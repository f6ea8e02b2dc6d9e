//! Message bridge between an inbound/outbound message transport and the
//! orchestrator.
//!
//! Transport handlers run on whatever thread the transport uses. They never
//! call into a link directly: each handler turns its message into a
//! [`BridgeRequest`] and hands it over a channel to [`MessageBridge::run`],
//! which executes it on the runtime.
//!
//! | Inbound address          | Action                         |
//! |--------------------------|--------------------------------|
//! | `/RecordStartAll`        | start capture source + fleet   |
//! | `/RecordStopAll`         | stop capture source + fleet    |
//! | `/RecordStartShogunLive` | start capture source only      |
//! | `/RecordStopShogunLive`  | stop capture source only       |
//! | `/RecordStartHyperDeck`  | start recorders (optional id)  |
//! | `/RecordStopHyperDeck`   | stop recorders (optional id)   |

use serde::Serialize;
use std::sync::Arc;
use tokio::sync::broadcast::error::RecvError;
use tokio::sync::mpsc;
use tokio_util::sync::CancellationToken;

use takesync_core::DeviceId;

use crate::error::SyncError;
use crate::events::{ErrorSource, EventBus, SyncEvent};
use crate::orchestrator::RecordingOrchestrator;

pub mod memory;

pub use memory::MemoryTransport;

/// Message addresses understood and produced by the bridge.
pub mod address {
    pub const START_ALL: &str = "/RecordStartAll";
    pub const STOP_ALL: &str = "/RecordStopAll";
    pub const START_CAPTURE: &str = "/RecordStartShogunLive";
    pub const STOP_CAPTURE: &str = "/RecordStopShogunLive";
    pub const START_RECORDERS: &str = "/RecordStartHyperDeck";
    pub const STOP_RECORDERS: &str = "/RecordStopHyperDeck";

    pub const CAPTURE_NAME: &str = "/ShogunLiveCaptureName";
    pub const CAPTURE_ERROR: &str = "/ShogunCaptureError";
    pub const RECORDER_STATUS: &str = "/HyperDeckStatus";
    pub const RECORDER_ERROR: &str = "/HyperDeckError";
    pub const RECORDER_CONNECTED: &str = "/HyperDeckConnected";
}

const REQUEST_QUEUE: usize = 32;

/// One argument of a message.
#[derive(Debug, Clone, PartialEq, Serialize)]
pub enum MessageValue {
    Nil,
    Int(i64),
    Float(f64),
    Bool(bool),
    Str(String),
}

impl MessageValue {
    /// Typed value of one console token.
    pub fn parse(token: &str) -> Self {
        if let Ok(i) = token.parse::<i64>() {
            return MessageValue::Int(i);
        }
        if let Ok(f) = token.parse::<f64>() {
            return MessageValue::Float(f);
        }
        match token {
            "true" => MessageValue::Bool(true),
            "false" => MessageValue::Bool(false),
            "nil" => MessageValue::Nil,
            _ => MessageValue::Str(token.to_string()),
        }
    }

    pub fn as_int(&self) -> Option<i64> {
        match self {
            MessageValue::Int(i) => Some(*i),
            MessageValue::Float(f) if f.fract() == 0.0 => Some(*f as i64),
            MessageValue::Str(s) => s.trim().parse().ok(),
            _ => None,
        }
    }
}

pub type MessageHandler = Arc<dyn Fn(&[MessageValue]) + Send + Sync>;

/// Inbound/outbound message transport.
pub trait MessageTransport: Send + Sync {
    fn register_handler(&self, address: &str, handler: MessageHandler);
    fn send_message(&self, address: &str, value: MessageValue) -> Result<(), SyncError>;
}

#[derive(Debug, Clone, PartialEq, Eq)]
pub enum BridgeRequest {
    StartAll,
    StopAll,
    StartCapture,
    StopCapture,
    StartRecorders(Option<DeviceId>),
    StopRecorders(Option<DeviceId>),
}

impl BridgeRequest {
    fn name(&self) -> &'static str {
        match self {
            BridgeRequest::StartAll => "start all",
            BridgeRequest::StopAll => "stop all",
            BridgeRequest::StartCapture => "start capture",
            BridgeRequest::StopCapture => "stop capture",
            BridgeRequest::StartRecorders(_) => "start recorders",
            BridgeRequest::StopRecorders(_) => "stop recorders",
        }
    }
}

pub struct MessageBridge {
    orchestrator: Arc<RecordingOrchestrator>,
    transport: Arc<dyn MessageTransport>,
    events: EventBus,
}

impl MessageBridge {
    pub fn new(
        orchestrator: Arc<RecordingOrchestrator>,
        transport: Arc<dyn MessageTransport>,
        events: EventBus,
    ) -> Self {
        MessageBridge {
            orchestrator,
            transport,
            events,
        }
    }

    /// Register every inbound handler. Requests arrive on the returned receiver.
    pub fn install(&self) -> mpsc::Receiver<BridgeRequest> {
        let (tx, rx) = mpsc::channel(REQUEST_QUEUE);

        let routes: [(&str, fn(Option<DeviceId>) -> BridgeRequest); 6] = [
            (address::START_ALL, |_| BridgeRequest::StartAll),
            (address::STOP_ALL, |_| BridgeRequest::StopAll),
            (address::START_CAPTURE, |_| BridgeRequest::StartCapture),
            (address::STOP_CAPTURE, |_| BridgeRequest::StopCapture),
            (address::START_RECORDERS, BridgeRequest::StartRecorders),
            (address::STOP_RECORDERS, BridgeRequest::StopRecorders),
        ];

        for (addr, make) in routes {
            let tx = tx.clone();
            let handler: MessageHandler = Arc::new(move |args: &[MessageValue]| {
                let device = args
                    .first()
                    .and_then(MessageValue::as_int)
                    .and_then(|i| DeviceId::try_from(i).ok());
                if let Err(e) = tx.try_send(make(device)) {
                    log::warn!("dropping inbound request: {}", e);
                }
            });
            self.transport.register_handler(addr, handler);
            log::debug!("registered handler for {}", addr);
        }
        rx
    }

    /// Execute inbound requests and forward events until `cancel` fires.
    pub async fn run(&self, mut requests: mpsc::Receiver<BridgeRequest>, cancel: CancellationToken) {
        let mut events = self.events.subscribe();
        loop {
            tokio::select! {
                _ = cancel.cancelled() => break,
                request = requests.recv() => match request {
                    Some(request) => {
                        // Failures were already published as events
                        if let Err(e) = self.execute(request.clone()).await {
                            log::debug!("{} failed: {}", request.name(), e);
                        }
                    }
                    None => break,
                },
                event = events.recv() => match event {
                    Ok(event) => self.forward(&event),
                    Err(RecvError::Lagged(n)) => log::warn!("bridge missed {} events", n),
                    Err(RecvError::Closed) => break,
                },
            }
        }
        log::debug!("message bridge stopped");
    }

    pub async fn execute(&self, request: BridgeRequest) -> Result<(), SyncError> {
        log::info!("inbound request: {}", request.name());
        let o = &self.orchestrator;
        match request {
            BridgeRequest::StartAll => o.start_all().await.map(|_| ()),
            BridgeRequest::StopAll => o.stop_all().await,
            BridgeRequest::StartCapture => o.start_capture().await.map(|_| ()),
            BridgeRequest::StopCapture => o.stop_capture().await,
            BridgeRequest::StartRecorders(device) => {
                let ids: Vec<DeviceId> = device.into_iter().collect();
                o.start_recorders(device.map(|_| ids.as_slice())).await
            }
            BridgeRequest::StopRecorders(device) => {
                let ids: Vec<DeviceId> = device.into_iter().collect();
                o.stop_recorders(device.map(|_| ids.as_slice())).await
            }
        }
    }

    /// Outbound message for an event, if it has one.
    pub fn outbound(event: &SyncEvent) -> Option<(&'static str, MessageValue)> {
        let message = match event {
            SyncEvent::CaptureNameChanged { name } => {
                (address::CAPTURE_NAME, MessageValue::Str(name.clone()))
            }
            SyncEvent::RecorderStatus { device, status } => (
                address::RECORDER_STATUS,
                MessageValue::Str(format!("{}:{}", device, status)),
            ),
            SyncEvent::RecorderState { device, state } => (
                address::RECORDER_CONNECTED,
                MessageValue::Str(format!("{}:{}", device, state.can_send())),
            ),
            SyncEvent::Error(report) => match report.source {
                ErrorSource::Device(id) => (
                    address::RECORDER_ERROR,
                    MessageValue::Str(format!("{}:{}", id, report.cause)),
                ),
                ErrorSource::Fleet => (
                    address::RECORDER_ERROR,
                    MessageValue::Str(report.cause.clone()),
                ),
                ErrorSource::CaptureSource | ErrorSource::Orchestrator => (
                    address::CAPTURE_ERROR,
                    MessageValue::Str(report.cause.clone()),
                ),
            },
            _ => return None,
        };
        Some(message)
    }

    fn forward(&self, event: &SyncEvent) {
        if let Some((addr, value)) = Self::outbound(event) {
            if let Err(e) = self.transport.send_message(addr, value) {
                log::warn!("cannot send {}: {}", addr, e);
            }
        }
    }
}

#[cfg(test)]
mod tests {
    use super::*;
    use crate::events::ErrorReport;
    use takesync_core::ConnectionState;

    #[test]
    fn test_device_argument() {
        assert_eq!(MessageValue::Int(2).as_int(), Some(2));
        assert_eq!(MessageValue::Float(3.0).as_int(), Some(3));
        assert_eq!(MessageValue::Float(3.5).as_int(), None);
        assert_eq!(MessageValue::Str(" 4 ".into()).as_int(), Some(4));
        assert_eq!(MessageValue::Nil.as_int(), None);
    }

    #[test]
    fn test_parse_console_tokens() {
        assert_eq!(MessageValue::parse("2"), MessageValue::Int(2));
        assert_eq!(MessageValue::parse("0.5"), MessageValue::Float(0.5));
        assert_eq!(MessageValue::parse("true"), MessageValue::Bool(true));
        assert_eq!(MessageValue::parse("deck"), MessageValue::Str("deck".into()));
    }

    #[test]
    fn test_outbound_addresses() {
        assert_eq!(
            MessageBridge::outbound(&SyncEvent::CaptureNameChanged {
                name: "Day 2".into()
            }),
            Some((address::CAPTURE_NAME, MessageValue::Str("Day 2".into())))
        );
        assert_eq!(
            MessageBridge::outbound(&SyncEvent::RecorderState {
                device: 2,
                state: ConnectionState::Connected
            }),
            Some((address::RECORDER_CONNECTED, MessageValue::Str("2:true".into())))
        );
        assert_eq!(
            MessageBridge::outbound(&SyncEvent::RecorderStatus {
                device: 1,
                status: "record".into()
            }),
            Some((address::RECORDER_STATUS, MessageValue::Str("1:record".into())))
        );
        assert_eq!(
            MessageBridge::outbound(&SyncEvent::Error(ErrorReport {
                source: ErrorSource::Device(3),
                operation: "start recording".into(),
                cause: "Timeout".into(),
            })),
            Some((address::RECORDER_ERROR, MessageValue::Str("3:Timeout".into())))
        );
        assert_eq!(
            MessageBridge::outbound(&SyncEvent::Error(ErrorReport {
                source: ErrorSource::CaptureSource,
                operation: "start recording".into(),
                cause: "no capture slot armed".into(),
            })),
            Some((
                address::CAPTURE_ERROR,
                MessageValue::Str("no capture slot armed".into())
            ))
        );
        assert_eq!(
            MessageBridge::outbound(&SyncEvent::FleetRecording { recording: true }),
            None
        );
    }

    #[cfg(feature = "emulator")]
    mod live {
        use super::*;
        use crate::capture::{CaptureSourceLink, LinkSettings};
        use crate::emulator::{EmulatedCapture, RecorderEmulator};
        use crate::events::testing::wait_for;
        use crate::orchestrator::OrchestratorSettings;
        use crate::recorder::{EngineSettings, RecorderFleet};
        use std::time::Duration;

        async fn eventually(check: impl Fn() -> bool) {
            for _ in 0..100 {
                if check() {
                    return;
                }
                tokio::time::sleep(Duration::from_millis(20)).await;
            }
            panic!("condition not reached");
        }

        #[tokio::test]
        async fn test_inbound_messages_drive_recording() {
            let events = EventBus::new();
            let capture = EmulatedCapture::new();
            let link = Arc::new(CaptureSourceLink::new(
                Arc::new(capture.clone()),
                Arc::new(capture.clone()),
                LinkSettings::default(),
                events.clone(),
            ));
            link.ensure_connection().await.unwrap();

            let deck = RecorderEmulator::start("HyperDeck").await.unwrap();
            let settings = EngineSettings {
                poll_interval: Duration::from_secs(60),
                max_poll_interval: Duration::from_secs(60),
                ..EngineSettings::default()
            };
            let fleet = Arc::new(RecorderFleet::new(settings, events.clone()));
            fleet.reconcile(&[deck.endpoint(1)]).await.unwrap();

            let orchestrator = Arc::new(RecordingOrchestrator::new(
                link,
                fleet,
                OrchestratorSettings::default(),
                events.clone(),
            ));
            let transport = Arc::new(MemoryTransport::new());
            let bridge = Arc::new(MessageBridge::new(
                orchestrator.clone(),
                transport.clone(),
                events.clone(),
            ));
            let requests = bridge.install();
            assert_eq!(transport.addresses().len(), 6);

            let mut rx = events.subscribe();
            let cancel = CancellationToken::new();
            let task = {
                let bridge = bridge.clone();
                let cancel = cancel.clone();
                tokio::spawn(async move { bridge.run(requests, cancel).await })
            };

            assert!(transport.deliver(address::START_ALL, &[]));
            wait_for(&mut rx, |e| matches!(e, SyncEvent::RecordingStarted { .. })).await;
            assert!(capture.is_recording());
            assert!(deck.is_recording());

            transport.deliver(address::STOP_RECORDERS, &[MessageValue::Int(1)]);
            wait_for(&mut rx, |e| {
                matches!(e, SyncEvent::RecorderRecording { device: 1, recording: false })
            })
            .await;
            assert!(capture.is_recording());

            transport.deliver(address::STOP_CAPTURE, &[]);
            wait_for(&mut rx, |e| *e == SyncEvent::CaptureRecording { recording: false }).await;
            assert!(!capture.is_recording());

            eventually(|| {
                transport
                    .sent_to(address::RECORDER_STATUS)
                    .contains(&MessageValue::Str("1:record".into()))
            })
            .await;

            cancel.cancel();
            task.await.unwrap();
        }
    }
}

---------------

> Assigned task
Search the listing above for the lines with "let o = &self.orchestrator;" and "SyncEvent::Error(report) => match", then output those lines and all lines between them exactly.

> Task answer
        let o = &self.orchestrator;
        match request {
            BridgeRequest::StartAll => o.start_all().await.map(|_| ()),
            BridgeRequest::StopAll => o.stop_all().await,
            BridgeRequest::StartCapture => o.start_capture().await.map(|_| ()),
            BridgeRequest::StopCapture => o.stop_capture().await,
            BridgeRequest::StartRecorders(device) => {
                let ids: Vec<DeviceId> = device.into_iter().collect();
                o.start_recorders(device.map(|_| ids.as_slice())).await
            }
            BridgeRequest::StopRecorders(device) => {
                let ids: Vec<DeviceId> = device.into_iter().collect();
                o.stop_recorders(device.map(|_| ids.as_slice())).await
            }
        }
    }

    /// Outbound message for an event, if it has one.
    pub fn outbound(event: &SyncEvent) -> Option<(&'static str, MessageValue)> {
        let message = match event {
            SyncEvent::CaptureNameChanged { name } => {
                (address::CAPTURE_NAME, MessageValue::Str(name.clone()))
            }
            SyncEvent::RecorderStatus { device, status } => (
                address::RECORDER_STATUS,
                MessageValue::Str(format!("{}:{}", device, status)),
            ),
            SyncEvent::RecorderState { device, state } => (
                address::RECORDER_CONNECTED,
                MessageValue::Str(format!("{}:{}", device, state.can_send())),
            ),
            SyncEvent::Error(report) => match report.source {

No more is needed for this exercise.